Francisco de Assis - visão em perspectiva


Márcio Toledo

Em certo sentido Francisco de Assis é um Santo muito atual, que penetrou na história do Ocidente e continua lançando desafios ao nosso tempo, apesar de ter vivido no século XIII. Suas idéias e atitudes são provocativas e renovam o espírito de inquietação na medida em que travamos um diálogo com o Poverello, através das fontes disponíveis. O seu carisma exerce um enorme fascínio e penetra nos mais variados meios, de tal forma que impressionam até o mais cético dos homens. Muitos o admiraram e o seguiram, superando as barreiras e os obstáculos do preconceito.
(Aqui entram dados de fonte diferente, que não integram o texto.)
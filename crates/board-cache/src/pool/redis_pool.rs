//! Redis connection pool using deadpool-redis.

use deadpool_redis::{Config, Pool, Runtime};
use std::sync::Arc;

/// Redis pool configuration
#[derive(Debug, Clone)]
pub struct RedisPoolConfig {
    /// Redis connection URL (e.g., `redis://localhost:6379`)
    pub url: String,
    /// Maximum number of connections in the pool
    pub max_connections: usize,
}

impl Default for RedisPoolConfig {
    fn default() -> Self {
        Self {
            url: "redis://127.0.0.1:6379".to_string(),
            max_connections: 16,
        }
    }
}

impl From<&board_common::RedisConfig> for RedisPoolConfig {
    fn from(config: &board_common::RedisConfig) -> Self {
        Self {
            url: config.url.clone(),
            max_connections: config.max_connections as usize,
        }
    }
}

/// Error type for Redis pool operations
#[derive(Debug, thiserror::Error)]
pub enum RedisPoolError {
    #[error("Failed to create Redis pool: {0}")]
    CreatePool(String),

    #[error("Failed to get connection from pool: {0}")]
    GetConnection(#[from] deadpool_redis::PoolError),

    #[error("Redis command error: {0}")]
    Redis(#[from] redis::RedisError),

    #[error("Serialization error: {0}")]
    Serialization(#[from] serde_json::Error),
}

/// Result type for Redis pool operations
pub type RedisResult<T> = Result<T, RedisPoolError>;

/// Managed Redis connection pool
///
/// Connections are opened on demand, so creating the pool never touches the
/// network.
#[derive(Clone)]
pub struct RedisPool {
    pool: Pool,
}

impl std::fmt::Debug for RedisPool {
    fn fmt(&self, f: &mut std::fmt::Formatter<'_>) -> std::fmt::Result {
        f.debug_struct("RedisPool")
            .field("status", &self.pool.status())
            .finish()
    }
}

impl RedisPool {
    /// Create a new Redis pool with the given configuration
    pub fn new(config: RedisPoolConfig) -> RedisResult<Self> {
        let cfg = Config::from_url(&config.url);
        let pool = cfg
            .builder()
            .map_err(|e| RedisPoolError::CreatePool(e.to_string()))?
            .max_size(config.max_connections)
            .runtime(Runtime::Tokio1)
            .build()
            .map_err(|e| RedisPoolError::CreatePool(e.to_string()))?;

        tracing::info!(
            url = %redact(&config.url),
            max_connections = config.max_connections,
            "Redis pool created"
        );

        Ok(Self { pool })
    }

    /// Create a new Redis pool from board-common config
    pub fn from_config(config: &board_common::RedisConfig) -> RedisResult<Self> {
        Self::new(RedisPoolConfig::from(config))
    }

    /// Get a connection from the pool
    pub async fn get(&self) -> RedisResult<deadpool_redis::Connection> {
        self.pool.get().await.map_err(RedisPoolError::GetConnection)
    }

    /// Get the current pool status
    #[must_use]
    pub fn status(&self) -> deadpool_redis::Status {
        self.pool.status()
    }

    /// Check if the pool is healthy by pinging Redis
    pub async fn health_check(&self) -> RedisResult<()> {
        let mut conn = self.get().await?;
        redis::cmd("PING").query_async::<String>(&mut conn).await?;
        Ok(())
    }
}

/// Strip credentials from a Redis URL for logging
pub(crate) fn redact(url: &str) -> &str {
    url.split('@').next_back().unwrap_or(url)
}

/// Shared Redis pool wrapped in Arc for easy cloning
pub type SharedRedisPool = Arc<RedisPool>;

/// Create a shared Redis pool
pub fn create_shared_pool(config: RedisPoolConfig) -> RedisResult<SharedRedisPool> {
    Ok(Arc::new(RedisPool::new(config)?))
}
Foi nesse espírito que, quando na primeira década do século XVII freqüentava a Universidade de Coimbra, Lucas Wading viu-se assediado por inúmeras cartas de condiscípulos que lhe manifestavam a sua estranheza e perguntavam porque sendo ele um homem de tanta capacidade, se sacrificava mantendo-se numa Ordem de ignorantes, fundada por um ignorante e impenetrável a tudo o que hoje se chama valor de cultura. Semelhantes insinuações, em vez de lhe quebrarem o ânimo ou diminuírem o entusiasmo pela vocação franciscana, criaram nele um novo ímpeto que o levou a mostrar aos homens do século, que conheceu e amou Francisco, acima destes julgamentos.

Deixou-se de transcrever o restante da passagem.